Your job, therefore, is to get the first draft out as quickly as possible—for a few reasons. The first is that while you are writing your first draft, your brain is opening up in a way that will not last forever. I had a friend who once told me that whenever you write a novel, a portal opens in your brain and once you get the first draft out, the portal closes and you can never get back to that place again. That’s been true in my experience—I fundamentally believe it is impossible to write the same book twice because I could never get back to where I was mentally when I wrote The Book of X and Ripe.
So getting the first draft out is like capturing lightning. During the first draft, I write almost every day. It typically takes one month if I’m not working my other job, and six months if I am working my other job. Here is where the discipline comes in: I write for one hour at night after work every day, and from nine to five on Saturday and Sunday, no exceptions. There is no special secret or trick here. There is only dedicating your time to your work and giving yourself permission to make an ugly first draft.
Too often, I hear writers asking about which publisher they should get or what their cover should look like when they don’t even have a first draft. And I always say this: If you don’t have a first draft, you don’t have shit. An idea for a novel without a first draft is just vaporware.
Edit Until Your Fingers Fall Off
The bulk of my work is in editing, or what I call “wiping the blood off of the ugly baby.” The reason it is so important to vomit up the first draft, no matter how bad it is, is that you can fix almost anything after it’s written. With a bad first draft, at least you have something to edit, refine, fix. With no first draft, you’re just a guy in a bar telling a woman about the book you almost wrote once. Sad.
Most of my first drafts take a few months to get down on paper. But the editing takes years. For both novels, I spent between three and five years editing them constantly, either by myself or with an agent, editor, or publisher. This part requires a totally different type of endurance from writing the first draft. It’s more mathematical, more methodical, more technical. Editing is another way of asking the question: How many times can you stare at the same page before you fire your friend/editor/agent/publisher? And the answer is: a shit-ton.
When you get worn down, when you want to give up, I’ve found it helpful to ask myself whether my favorite author would have stopped now. That’s usually enough to get me back at it—it’s hard to keep moping when you know Joan Didion and Sylvia Plath and Deborah Levy and Diane Williams kept going until it was right. It reminds you that this is part of the gauntlet.

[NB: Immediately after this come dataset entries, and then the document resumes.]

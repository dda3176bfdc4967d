//! Configuration management with layered hierarchy

use serde::Deserialize;
use std::path::PathBuf;
use std::time::Duration;

use crate::core::Project;

/// Busy timeout applied when neither config nor caller sets one
pub const DEFAULT_BUSY_TIMEOUT_MS: u64 = 5000;

/// Casebook configuration with layered hierarchy
#[derive(Debug, Clone, Default, Deserialize)]
#[serde(default)]
pub struct Config {
    /// Username used for `casebook call` when --user is absent
    pub user: Option<String>,

    /// Log filter directive used when CASEBOOK_LOG is unset
    pub log_level: Option<String>,

    /// Milliseconds a call waits on a locked database
    pub busy_timeout_ms: Option<u64>,

    /// Default output format
    pub default_format: Option<String>,
}

impl Config {
    /// Load configuration from all sources, merging in priority order
    pub fn load(project: Option<&Project>) -> Self {
        let mut config = Config::default();

        // 1. Global user config (~/.config/casebook/config.yaml)
        if let Some(global_path) = Self::global_config_path() {
            if let Some(global) = Self::read_file(&global_path) {
                config.merge(global);
            }
        }

        // 2. Project config (.casebook/config.yaml)
        if let Some(project) = project {
            if let Some(project_config) = Self::read_file(&project.config_path()) {
                config.merge(project_config);
            }
        }

        // 3. Environment variables
        if let Ok(user) = std::env::var("CASEBOOK_USER") {
            config.user = Some(user);
        }
        if let Ok(level) = std::env::var("CASEBOOK_LOG") {
            config.log_level = Some(level);
        }

        config
    }

    fn read_file(path: &std::path::Path) -> Option<Config> {
        if !path.exists() {
            return None;
        }
        let contents = std::fs::read_to_string(path).ok()?;
        serde_yml::from_str::<Config>(&contents).ok()
    }

    /// Get the path to the global config file
    fn global_config_path() -> Option<PathBuf> {
        directories::ProjectDirs::from("", "", "casebook")
            .map(|dirs| dirs.config_dir().join("config.yaml"))
    }

    /// Merge another config into this one (other takes precedence)
    fn merge(&mut self, other: Config) {
        if other.user.is_some() {
            self.user = other.user;
        }
        if other.log_level.is_some() {
            self.log_level = other.log_level;
        }
        if other.busy_timeout_ms.is_some() {
            self.busy_timeout_ms = other.busy_timeout_ms;
        }
        if other.default_format.is_some() {
            self.default_format = other.default_format;
        }
    }

    pub fn busy_timeout(&self) -> Duration {
        Duration::from_millis(self.busy_timeout_ms.unwrap_or(DEFAULT_BUSY_TIMEOUT_MS))
    }

    pub fn log_filter(&self) -> &str {
        self.log_level.as_deref().unwrap_or("warn")
    }
}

And it is a gauntlet. The process of coming up with an idea and turning it into a first draft requires one type of endurance. The process of editing that work requires an entirely different type of endurance. And when it’s time for your novel to be sold and published . . . well, that’s a different essay. You’d have to ask that question at a different party altogether, because I don’t have the patience to answer both at once.
Writing a novel is impossible. I never thought I would do it. It is tantamount to building and solving a puzzle by yourself. It’s endlessly fascinating and humbling. It’s a process I will never master and that’s why I love it. If I’m lucky, I’ll have written five or six books by the time I’m dead. If I’m extremely lucky, two or three of those will be decent.
Maybe, like the anesthesiologist, my answers here aren’t good enough or clear enough. Maybe my thoughts here don’t entirely solve the mystery of writing. Maybe, when you ask me this annoying question at a party, I should lean over and tap your forehead: “Your brain is a computer. Just turn it on.”